┌─ Input material

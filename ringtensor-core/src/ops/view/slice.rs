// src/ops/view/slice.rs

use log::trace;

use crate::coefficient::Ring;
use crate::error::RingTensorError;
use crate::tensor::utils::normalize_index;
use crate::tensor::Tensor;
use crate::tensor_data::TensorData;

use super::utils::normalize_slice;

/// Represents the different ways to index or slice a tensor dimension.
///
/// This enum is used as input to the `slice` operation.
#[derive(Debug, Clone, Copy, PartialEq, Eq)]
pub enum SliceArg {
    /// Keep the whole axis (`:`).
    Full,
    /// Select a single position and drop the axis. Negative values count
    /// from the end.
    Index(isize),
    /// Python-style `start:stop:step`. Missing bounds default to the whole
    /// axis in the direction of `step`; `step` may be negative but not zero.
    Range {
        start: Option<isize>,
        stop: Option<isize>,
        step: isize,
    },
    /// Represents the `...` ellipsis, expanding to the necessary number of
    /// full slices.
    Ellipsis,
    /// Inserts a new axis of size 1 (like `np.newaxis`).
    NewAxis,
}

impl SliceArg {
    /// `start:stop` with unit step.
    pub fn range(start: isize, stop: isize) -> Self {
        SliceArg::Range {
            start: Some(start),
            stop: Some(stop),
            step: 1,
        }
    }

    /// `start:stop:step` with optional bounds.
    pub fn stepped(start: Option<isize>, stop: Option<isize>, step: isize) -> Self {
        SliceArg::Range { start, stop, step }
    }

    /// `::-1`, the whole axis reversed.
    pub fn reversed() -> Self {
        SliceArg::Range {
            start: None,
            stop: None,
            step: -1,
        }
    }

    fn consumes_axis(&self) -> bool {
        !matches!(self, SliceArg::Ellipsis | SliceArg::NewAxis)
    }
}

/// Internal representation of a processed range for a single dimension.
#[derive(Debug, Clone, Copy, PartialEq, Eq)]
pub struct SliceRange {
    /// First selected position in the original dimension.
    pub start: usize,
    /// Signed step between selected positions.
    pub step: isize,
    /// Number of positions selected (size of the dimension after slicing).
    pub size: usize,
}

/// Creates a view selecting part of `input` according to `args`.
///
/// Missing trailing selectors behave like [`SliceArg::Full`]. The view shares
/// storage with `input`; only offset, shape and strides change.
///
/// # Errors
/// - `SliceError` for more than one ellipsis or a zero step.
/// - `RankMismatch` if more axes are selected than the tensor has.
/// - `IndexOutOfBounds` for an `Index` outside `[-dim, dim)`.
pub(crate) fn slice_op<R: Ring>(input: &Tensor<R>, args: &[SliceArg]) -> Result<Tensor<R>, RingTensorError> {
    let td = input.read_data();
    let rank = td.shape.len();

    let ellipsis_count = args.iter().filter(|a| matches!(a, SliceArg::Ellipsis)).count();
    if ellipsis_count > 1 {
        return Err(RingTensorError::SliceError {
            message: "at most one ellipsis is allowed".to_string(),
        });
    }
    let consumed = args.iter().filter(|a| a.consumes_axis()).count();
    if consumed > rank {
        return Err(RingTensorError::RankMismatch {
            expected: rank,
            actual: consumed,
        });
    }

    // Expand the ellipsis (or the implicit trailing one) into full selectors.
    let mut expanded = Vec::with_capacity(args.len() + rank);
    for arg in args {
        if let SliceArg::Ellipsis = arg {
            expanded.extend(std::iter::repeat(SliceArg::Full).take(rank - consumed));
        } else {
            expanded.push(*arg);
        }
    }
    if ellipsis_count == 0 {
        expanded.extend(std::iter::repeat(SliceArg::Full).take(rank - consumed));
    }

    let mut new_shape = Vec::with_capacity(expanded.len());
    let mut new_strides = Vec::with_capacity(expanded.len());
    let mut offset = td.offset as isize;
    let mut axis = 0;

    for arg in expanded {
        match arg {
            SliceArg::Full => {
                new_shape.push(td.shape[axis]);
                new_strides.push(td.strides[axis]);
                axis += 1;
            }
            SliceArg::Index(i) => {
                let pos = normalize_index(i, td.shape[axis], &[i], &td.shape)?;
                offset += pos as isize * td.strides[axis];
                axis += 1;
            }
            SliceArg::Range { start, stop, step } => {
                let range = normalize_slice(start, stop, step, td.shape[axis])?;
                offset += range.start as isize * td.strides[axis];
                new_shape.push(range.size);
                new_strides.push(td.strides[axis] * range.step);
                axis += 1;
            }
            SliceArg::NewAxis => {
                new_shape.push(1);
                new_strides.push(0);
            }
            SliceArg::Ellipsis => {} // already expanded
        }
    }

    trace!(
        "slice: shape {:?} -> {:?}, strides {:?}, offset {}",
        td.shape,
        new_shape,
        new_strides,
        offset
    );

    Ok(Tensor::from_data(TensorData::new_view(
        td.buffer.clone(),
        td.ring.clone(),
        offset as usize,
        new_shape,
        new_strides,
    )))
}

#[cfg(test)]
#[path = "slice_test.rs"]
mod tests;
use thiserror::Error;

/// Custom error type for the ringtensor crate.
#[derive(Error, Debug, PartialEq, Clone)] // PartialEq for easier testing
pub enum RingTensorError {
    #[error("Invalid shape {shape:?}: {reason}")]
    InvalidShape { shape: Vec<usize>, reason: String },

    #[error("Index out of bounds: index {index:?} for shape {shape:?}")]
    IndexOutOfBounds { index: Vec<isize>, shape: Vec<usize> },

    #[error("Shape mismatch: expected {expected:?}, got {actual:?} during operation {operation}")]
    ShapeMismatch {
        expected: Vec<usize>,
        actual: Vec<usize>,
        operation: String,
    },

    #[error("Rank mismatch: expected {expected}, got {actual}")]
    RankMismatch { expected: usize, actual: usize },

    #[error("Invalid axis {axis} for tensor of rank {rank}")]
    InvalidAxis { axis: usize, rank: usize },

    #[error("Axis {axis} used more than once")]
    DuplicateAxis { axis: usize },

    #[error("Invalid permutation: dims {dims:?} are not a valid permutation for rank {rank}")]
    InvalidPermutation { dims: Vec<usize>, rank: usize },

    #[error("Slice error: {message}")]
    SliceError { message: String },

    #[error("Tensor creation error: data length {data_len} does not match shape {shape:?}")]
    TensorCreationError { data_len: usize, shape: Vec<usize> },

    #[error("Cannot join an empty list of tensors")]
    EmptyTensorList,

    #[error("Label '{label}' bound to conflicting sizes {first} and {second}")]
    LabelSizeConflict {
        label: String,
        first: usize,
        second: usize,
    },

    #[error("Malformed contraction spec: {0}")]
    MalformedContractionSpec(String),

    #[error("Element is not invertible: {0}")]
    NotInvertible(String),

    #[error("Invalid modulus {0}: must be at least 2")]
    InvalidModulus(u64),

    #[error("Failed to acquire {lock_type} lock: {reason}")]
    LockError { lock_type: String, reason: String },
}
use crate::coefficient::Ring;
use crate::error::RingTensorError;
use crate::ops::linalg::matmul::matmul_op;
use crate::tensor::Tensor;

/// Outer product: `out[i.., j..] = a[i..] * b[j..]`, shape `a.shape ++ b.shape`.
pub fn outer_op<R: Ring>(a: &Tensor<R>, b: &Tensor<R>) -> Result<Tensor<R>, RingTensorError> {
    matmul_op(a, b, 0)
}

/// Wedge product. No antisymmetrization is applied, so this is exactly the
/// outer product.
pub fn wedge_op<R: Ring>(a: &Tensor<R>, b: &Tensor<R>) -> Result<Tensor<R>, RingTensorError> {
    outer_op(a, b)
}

└─
┌─ Input material

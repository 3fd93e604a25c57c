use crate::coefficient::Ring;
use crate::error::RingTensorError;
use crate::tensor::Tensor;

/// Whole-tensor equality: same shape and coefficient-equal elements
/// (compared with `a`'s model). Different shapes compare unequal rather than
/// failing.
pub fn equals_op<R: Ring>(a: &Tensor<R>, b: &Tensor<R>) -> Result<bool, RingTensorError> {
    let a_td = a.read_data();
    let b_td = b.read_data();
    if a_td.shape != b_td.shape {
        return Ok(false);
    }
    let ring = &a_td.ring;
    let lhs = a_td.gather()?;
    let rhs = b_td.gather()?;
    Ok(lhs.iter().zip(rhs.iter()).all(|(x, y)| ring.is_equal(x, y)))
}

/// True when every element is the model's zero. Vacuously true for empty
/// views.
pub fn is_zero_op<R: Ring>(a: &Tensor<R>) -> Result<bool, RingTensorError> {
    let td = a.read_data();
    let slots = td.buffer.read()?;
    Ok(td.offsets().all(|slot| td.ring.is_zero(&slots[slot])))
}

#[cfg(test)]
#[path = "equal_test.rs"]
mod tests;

└─
┌─ Input material

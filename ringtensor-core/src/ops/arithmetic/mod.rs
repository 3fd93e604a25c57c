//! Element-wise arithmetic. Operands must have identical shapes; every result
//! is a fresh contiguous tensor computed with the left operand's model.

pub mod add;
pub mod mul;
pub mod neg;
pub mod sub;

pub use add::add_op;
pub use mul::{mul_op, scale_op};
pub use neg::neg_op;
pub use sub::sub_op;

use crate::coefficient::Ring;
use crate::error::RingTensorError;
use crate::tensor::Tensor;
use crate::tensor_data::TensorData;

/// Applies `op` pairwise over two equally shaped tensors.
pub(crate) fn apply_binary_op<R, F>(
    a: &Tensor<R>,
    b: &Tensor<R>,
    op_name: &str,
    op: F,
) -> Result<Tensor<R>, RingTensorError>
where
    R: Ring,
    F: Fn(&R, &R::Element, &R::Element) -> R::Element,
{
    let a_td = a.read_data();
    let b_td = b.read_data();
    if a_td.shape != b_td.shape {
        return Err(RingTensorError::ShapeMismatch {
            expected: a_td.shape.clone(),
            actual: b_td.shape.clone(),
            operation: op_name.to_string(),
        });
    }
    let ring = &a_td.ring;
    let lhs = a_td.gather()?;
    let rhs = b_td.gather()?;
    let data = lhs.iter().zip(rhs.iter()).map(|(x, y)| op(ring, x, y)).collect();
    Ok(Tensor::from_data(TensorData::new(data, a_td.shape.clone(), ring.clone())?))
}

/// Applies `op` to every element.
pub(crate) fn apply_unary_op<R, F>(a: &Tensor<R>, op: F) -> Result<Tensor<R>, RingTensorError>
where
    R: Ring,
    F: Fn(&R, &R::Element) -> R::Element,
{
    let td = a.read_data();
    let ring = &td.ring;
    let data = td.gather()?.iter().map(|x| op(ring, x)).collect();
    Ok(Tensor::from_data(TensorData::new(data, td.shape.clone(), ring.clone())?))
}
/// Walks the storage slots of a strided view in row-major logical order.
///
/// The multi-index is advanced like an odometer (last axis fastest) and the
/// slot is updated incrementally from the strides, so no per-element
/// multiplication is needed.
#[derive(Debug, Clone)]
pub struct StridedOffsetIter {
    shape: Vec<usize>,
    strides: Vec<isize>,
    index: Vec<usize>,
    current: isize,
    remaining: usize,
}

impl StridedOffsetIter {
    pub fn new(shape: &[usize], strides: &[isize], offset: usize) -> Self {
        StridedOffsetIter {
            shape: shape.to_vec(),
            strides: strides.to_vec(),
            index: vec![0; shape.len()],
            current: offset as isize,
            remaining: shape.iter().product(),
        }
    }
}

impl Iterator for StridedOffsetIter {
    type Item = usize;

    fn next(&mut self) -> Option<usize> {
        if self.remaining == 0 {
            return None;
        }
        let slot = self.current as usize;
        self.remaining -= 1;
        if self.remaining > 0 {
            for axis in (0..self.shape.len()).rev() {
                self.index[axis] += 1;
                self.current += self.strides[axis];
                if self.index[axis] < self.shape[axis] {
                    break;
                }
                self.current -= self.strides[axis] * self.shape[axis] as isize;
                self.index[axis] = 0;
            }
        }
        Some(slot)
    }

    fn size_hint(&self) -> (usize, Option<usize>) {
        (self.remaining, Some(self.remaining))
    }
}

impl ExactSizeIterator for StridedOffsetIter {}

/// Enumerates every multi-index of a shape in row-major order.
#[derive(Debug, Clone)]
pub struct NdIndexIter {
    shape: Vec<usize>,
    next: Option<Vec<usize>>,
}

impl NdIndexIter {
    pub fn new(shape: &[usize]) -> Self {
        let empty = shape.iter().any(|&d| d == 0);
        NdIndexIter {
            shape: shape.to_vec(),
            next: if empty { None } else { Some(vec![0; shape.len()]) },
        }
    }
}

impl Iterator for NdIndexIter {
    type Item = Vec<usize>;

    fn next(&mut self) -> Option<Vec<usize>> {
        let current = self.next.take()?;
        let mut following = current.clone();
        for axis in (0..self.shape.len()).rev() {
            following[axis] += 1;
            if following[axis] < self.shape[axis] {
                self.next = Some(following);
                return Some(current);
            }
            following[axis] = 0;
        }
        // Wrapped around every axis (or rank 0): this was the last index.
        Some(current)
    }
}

└─

Aim of the exercise:
The reply should consist solely of the lines above from the one that has "filename ringtensor-core/src/ops/view/slice.rs" through the one that has "use super::utils::normalize_slice;", reproduced exactly.

Your response:
filename ringtensor-core/src/ops/view/slice.rs
// src/ops/view/slice.rs

use log::trace;

use crate::coefficient::Ring;
use crate::error::RingTensorError;
use crate::tensor::utils::normalize_index;
use crate::tensor::Tensor;
use crate::tensor_data::TensorData;

use super::utils::normalize_slice;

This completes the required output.